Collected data
━━━
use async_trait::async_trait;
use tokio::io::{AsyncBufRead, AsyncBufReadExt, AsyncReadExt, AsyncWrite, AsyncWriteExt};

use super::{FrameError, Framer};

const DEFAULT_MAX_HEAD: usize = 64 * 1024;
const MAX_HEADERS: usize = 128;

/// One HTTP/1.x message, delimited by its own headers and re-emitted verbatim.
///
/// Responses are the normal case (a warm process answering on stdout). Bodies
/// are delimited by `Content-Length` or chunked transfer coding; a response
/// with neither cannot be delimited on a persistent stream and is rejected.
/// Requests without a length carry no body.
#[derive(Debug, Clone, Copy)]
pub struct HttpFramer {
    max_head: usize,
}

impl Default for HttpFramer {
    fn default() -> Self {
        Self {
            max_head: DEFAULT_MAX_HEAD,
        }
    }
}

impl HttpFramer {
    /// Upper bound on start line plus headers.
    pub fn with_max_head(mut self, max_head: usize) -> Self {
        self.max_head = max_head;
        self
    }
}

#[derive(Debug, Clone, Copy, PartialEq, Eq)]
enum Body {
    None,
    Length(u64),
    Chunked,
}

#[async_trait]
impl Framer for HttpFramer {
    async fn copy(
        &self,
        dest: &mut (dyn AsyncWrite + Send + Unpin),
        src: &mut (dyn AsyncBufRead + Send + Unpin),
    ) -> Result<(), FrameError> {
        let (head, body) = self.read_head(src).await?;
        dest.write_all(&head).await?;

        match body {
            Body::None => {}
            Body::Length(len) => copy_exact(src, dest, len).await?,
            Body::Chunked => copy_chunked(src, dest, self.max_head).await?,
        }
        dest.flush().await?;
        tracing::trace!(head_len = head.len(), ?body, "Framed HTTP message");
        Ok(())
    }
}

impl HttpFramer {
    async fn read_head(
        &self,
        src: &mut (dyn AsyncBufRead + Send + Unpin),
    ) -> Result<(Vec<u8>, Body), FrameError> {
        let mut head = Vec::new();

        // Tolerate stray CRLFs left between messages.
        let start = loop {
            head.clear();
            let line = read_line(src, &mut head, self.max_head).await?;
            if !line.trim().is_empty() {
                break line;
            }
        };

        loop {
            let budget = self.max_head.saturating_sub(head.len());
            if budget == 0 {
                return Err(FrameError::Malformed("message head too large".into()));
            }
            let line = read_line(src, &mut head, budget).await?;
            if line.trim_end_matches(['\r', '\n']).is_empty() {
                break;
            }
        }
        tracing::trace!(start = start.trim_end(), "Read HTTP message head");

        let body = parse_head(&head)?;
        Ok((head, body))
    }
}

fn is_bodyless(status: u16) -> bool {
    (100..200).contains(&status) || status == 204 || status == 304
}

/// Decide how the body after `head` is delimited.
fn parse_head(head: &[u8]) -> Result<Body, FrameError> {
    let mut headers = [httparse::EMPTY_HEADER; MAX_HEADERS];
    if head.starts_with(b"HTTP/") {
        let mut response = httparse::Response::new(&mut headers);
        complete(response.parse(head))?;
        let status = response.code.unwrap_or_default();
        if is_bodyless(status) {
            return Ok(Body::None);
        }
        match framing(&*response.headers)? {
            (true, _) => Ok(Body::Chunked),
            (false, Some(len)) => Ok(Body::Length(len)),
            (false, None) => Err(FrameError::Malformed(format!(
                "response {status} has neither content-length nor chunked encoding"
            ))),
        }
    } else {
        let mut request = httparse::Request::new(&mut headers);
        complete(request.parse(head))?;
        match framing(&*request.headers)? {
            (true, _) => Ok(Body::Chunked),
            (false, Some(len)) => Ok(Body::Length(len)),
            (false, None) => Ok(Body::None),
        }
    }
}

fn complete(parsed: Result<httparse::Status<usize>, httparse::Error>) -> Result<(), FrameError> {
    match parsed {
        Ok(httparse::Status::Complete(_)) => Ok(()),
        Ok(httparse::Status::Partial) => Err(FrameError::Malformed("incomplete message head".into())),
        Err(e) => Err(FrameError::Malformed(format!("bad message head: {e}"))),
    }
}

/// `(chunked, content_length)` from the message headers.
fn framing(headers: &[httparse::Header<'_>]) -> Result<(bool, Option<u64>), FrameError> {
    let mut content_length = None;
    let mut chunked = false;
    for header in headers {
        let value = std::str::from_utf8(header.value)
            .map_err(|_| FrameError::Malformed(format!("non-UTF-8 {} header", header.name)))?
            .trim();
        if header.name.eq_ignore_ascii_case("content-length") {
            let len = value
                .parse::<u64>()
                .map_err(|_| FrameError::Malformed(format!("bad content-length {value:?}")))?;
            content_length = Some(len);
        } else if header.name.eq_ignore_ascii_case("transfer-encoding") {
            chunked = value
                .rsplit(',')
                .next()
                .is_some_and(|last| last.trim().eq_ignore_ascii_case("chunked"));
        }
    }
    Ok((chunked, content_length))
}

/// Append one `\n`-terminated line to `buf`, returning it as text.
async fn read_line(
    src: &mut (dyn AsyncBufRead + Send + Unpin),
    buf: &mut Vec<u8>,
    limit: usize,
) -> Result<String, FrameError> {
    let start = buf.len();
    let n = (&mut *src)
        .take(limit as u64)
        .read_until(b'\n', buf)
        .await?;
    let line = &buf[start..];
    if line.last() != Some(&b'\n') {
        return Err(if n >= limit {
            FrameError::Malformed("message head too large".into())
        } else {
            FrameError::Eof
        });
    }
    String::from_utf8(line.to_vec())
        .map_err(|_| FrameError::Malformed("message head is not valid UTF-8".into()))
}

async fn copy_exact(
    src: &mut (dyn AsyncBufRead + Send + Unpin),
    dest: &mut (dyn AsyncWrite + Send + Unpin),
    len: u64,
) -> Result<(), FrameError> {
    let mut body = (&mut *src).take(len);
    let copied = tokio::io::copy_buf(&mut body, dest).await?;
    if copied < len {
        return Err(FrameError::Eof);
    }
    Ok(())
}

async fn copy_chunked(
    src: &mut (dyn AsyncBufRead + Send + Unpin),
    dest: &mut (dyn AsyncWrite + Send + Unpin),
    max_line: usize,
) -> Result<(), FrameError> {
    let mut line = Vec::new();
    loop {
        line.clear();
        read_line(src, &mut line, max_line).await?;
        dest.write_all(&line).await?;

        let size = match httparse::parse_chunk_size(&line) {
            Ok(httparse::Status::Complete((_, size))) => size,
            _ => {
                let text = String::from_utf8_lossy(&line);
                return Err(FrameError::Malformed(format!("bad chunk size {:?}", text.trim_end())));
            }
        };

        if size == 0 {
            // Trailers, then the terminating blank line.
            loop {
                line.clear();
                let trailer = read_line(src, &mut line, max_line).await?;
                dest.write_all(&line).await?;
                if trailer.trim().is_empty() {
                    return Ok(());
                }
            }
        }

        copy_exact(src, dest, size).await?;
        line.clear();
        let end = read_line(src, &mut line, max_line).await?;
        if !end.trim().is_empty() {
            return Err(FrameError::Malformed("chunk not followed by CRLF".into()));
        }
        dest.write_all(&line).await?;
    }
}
━━━
▶ _Work required_: Please give each line above again, word for word.

▶ _Task answer_:
use async_trait::async_trait;
use tokio::io::{AsyncBufRead, AsyncBufReadExt, AsyncReadExt, AsyncWrite, AsyncWriteExt};

use super::{FrameError, Framer};

const DEFAULT_MAX_HEAD: usize = 64 * 1024;
const MAX_HEADERS: usize = 128;

/// One HTTP/1.x message, delimited by its own headers and re-emitted verbatim.
///
/// Responses are the normal case (a warm process answering on stdout). Bodies
/// are delimited by `Content-Length` or chunked transfer coding; a response
/// with neither cannot be delimited on a persistent stream and is rejected.
/// Requests without a length carry no body.
#[derive(Debug, Clone, Copy)]
pub struct HttpFramer {
    max_head: usize,
}

impl Default for HttpFramer {
    fn default() -> Self {
        Self {
            max_head: DEFAULT_MAX_HEAD,
        }
    }
}

impl HttpFramer {
    /// Upper bound on start line plus headers.
    pub fn with_max_head(mut self, max_head: usize) -> Self {
        self.max_head = max_head;
        self
    }
}

#[derive(Debug, Clone, Copy, PartialEq, Eq)]
enum Body {
    None,
    Length(u64),
    Chunked,
}

#[async_trait]
impl Framer for HttpFramer {
    async fn copy(
        &self,
        dest: &mut (dyn AsyncWrite + Send + Unpin),
        src: &mut (dyn AsyncBufRead + Send + Unpin),
    ) -> Result<(), FrameError> {
        let (head, body) = self.read_head(src).await?;
        dest.write_all(&head).await?;

        match body {
            Body::None => {}
            Body::Length(len) => copy_exact(src, dest, len).await?,
            Body::Chunked => copy_chunked(src, dest, self.max_head).await?,
        }
        dest.flush().await?;
        tracing::trace!(head_len = head.len(), ?body, "Framed HTTP message");
        Ok(())
    }
}

impl HttpFramer {
    async fn read_head(
        &self,
        src: &mut (dyn AsyncBufRead + Send + Unpin),
    ) -> Result<(Vec<u8>, Body), FrameError> {
        let mut head = Vec::new();

        // Tolerate stray CRLFs left between messages.
        let start = loop {
            head.clear();
            let line = read_line(src, &mut head, self.max_head).await?;
            if !line.trim().is_empty() {
                break line;
            }
        };

        loop {
            let budget = self.max_head.saturating_sub(head.len());
            if budget == 0 {
                return Err(FrameError::Malformed("message head too large".into()));
            }
            let line = read_line(src, &mut head, budget).await?;
            if line.trim_end_matches(['\r', '\n']).is_empty() {
                break;
            }
        }
        tracing::trace!(start = start.trim_end(), "Read HTTP message head");

        let body = parse_head(&head)?;
        Ok((head, body))
    }
}

fn is_bodyless(status: u16) -> bool {
    (100..200).contains(&status) || status == 204 || status == 304
}

/// Decide how the body after `head` is delimited.
fn parse_head(head: &[u8]) -> Result<Body, FrameError> {
    let mut headers = [httparse::EMPTY_HEADER; MAX_HEADERS];
    if head.starts_with(b"HTTP/") {
        let mut response = httparse::Response::new(&mut headers);
        complete(response.parse(head))?;
        let status = response.code.unwrap_or_default();
        if is_bodyless(status) {
            return Ok(Body::None);
        }
        match framing(&*response.headers)? {
            (true, _) => Ok(Body::Chunked),
            (false, Some(len)) => Ok(Body::Length(len)),
            (false, None) => Err(FrameError::Malformed(format!(
                "response {status} has neither content-length nor chunked encoding"
            ))),
        }
    } else {
        let mut request = httparse::Request::new(&mut headers);
        complete(request.parse(head))?;
        match framing(&*request.headers)? {
            (true, _) => Ok(Body::Chunked),
            (false, Some(len)) => Ok(Body::Length(len)),
            (false, None) => Ok(Body::None),
        }
    }
}

fn complete(parsed: Result<httparse::Status<usize>, httparse::Error>) -> Result<(), FrameError> {
    match parsed {
        Ok(httparse::Status::Complete(_)) => Ok(()),
        Ok(httparse::Status::Partial) => Err(FrameError::Malformed("incomplete message head".into())),
        Err(e) => Err(FrameError::Malformed(format!("bad message head: {e}"))),
    }
}

/// `(chunked, content_length)` from the message headers.
fn framing(headers: &[httparse::Header<'_>]) -> Result<(bool, Option<u64>), FrameError> {
    let mut content_length = None;
    let mut chunked = false;
    for header in headers {
        let value = std::str::from_utf8(header.value)
            .map_err(|_| FrameError::Malformed(format!("non-UTF-8 {} header", header.name)))?
            .trim();
        if header.name.eq_ignore_ascii_case("content-length") {
            let len = value
                .parse::<u64>()
                .map_err(|_| FrameError::Malformed(format!("bad content-length {value:?}")))?;
            content_length = Some(len);
        } else if header.name.eq_ignore_ascii_case("transfer-encoding") {
            chunked = value
                .rsplit(',')
                .next()
                .is_some_and(|last| last.trim().eq_ignore_ascii_case("chunked"));
        }
    }
    Ok((chunked, content_length))
}

/// Append one `\n`-terminated line to `buf`, returning it as text.
async fn read_line(
    src: &mut (dyn AsyncBufRead + Send + Unpin),
    buf: &mut Vec<u8>,
    limit: usize,
) -> Result<String, FrameError> {
    let start = buf.len();
    let n = (&mut *src)
        .take(limit as u64)
        .read_until(b'\n', buf)
        .await?;
    let line = &buf[start..];
    if line.last() != Some(&b'\n') {
        return Err(if n >= limit {
            FrameError::Malformed("message head too large".into())
        } else {
            FrameError::Eof
        });
    }
    String::from_utf8(line.to_vec())
        .map_err(|_| FrameError::Malformed("message head is not valid UTF-8".into()))
}

async fn copy_exact(
    src: &mut (dyn AsyncBufRead + Send + Unpin),
    dest: &mut (dyn AsyncWrite + Send + Unpin),
    len: u64,
) -> Result<(), FrameError> {
    let mut body = (&mut *src).take(len);
    let copied = tokio::io::copy_buf(&mut body, dest).await?;
    if copied < len {
        return Err(FrameError::Eof);
    }
    Ok(())
}

async fn copy_chunked(
    src: &mut (dyn AsyncBufRead + Send + Unpin),
    dest: &mut (dyn AsyncWrite + Send + Unpin),
    max_line: usize,
) -> Result<(), FrameError> {
    let mut line = Vec::new();
    loop {
        line.clear();
        read_line(src, &mut line, max_line).await?;
        dest.write_all(&line).await?;

        let size = match httparse::parse_chunk_size(&line) {
            Ok(httparse::Status::Complete((_, size))) => size,
            _ => {
                let text = String::from_utf8_lossy(&line);
                return Err(FrameError::Malformed(format!("bad chunk size {:?}", text.trim_end())));
            }
        };

        if size == 0 {
            // Trailers, then the terminating blank line.
            loop {
                line.clear();
                let trailer = read_line(src, &mut line, max_line).await?;
                dest.write_all(&line).await?;
                if trailer.trim().is_empty() {
                    return Ok(());
                }
            }
        }

        copy_exact(src, dest, size).await?;
        line.clear();
        let end = read_line(src, &mut line, max_line).await?;
        if !end.trim().is_empty() {
            return Err(FrameError::Malformed("chunk not followed by CRLF".into()));
        }
        dest.write_all(&line).await?;
    }
}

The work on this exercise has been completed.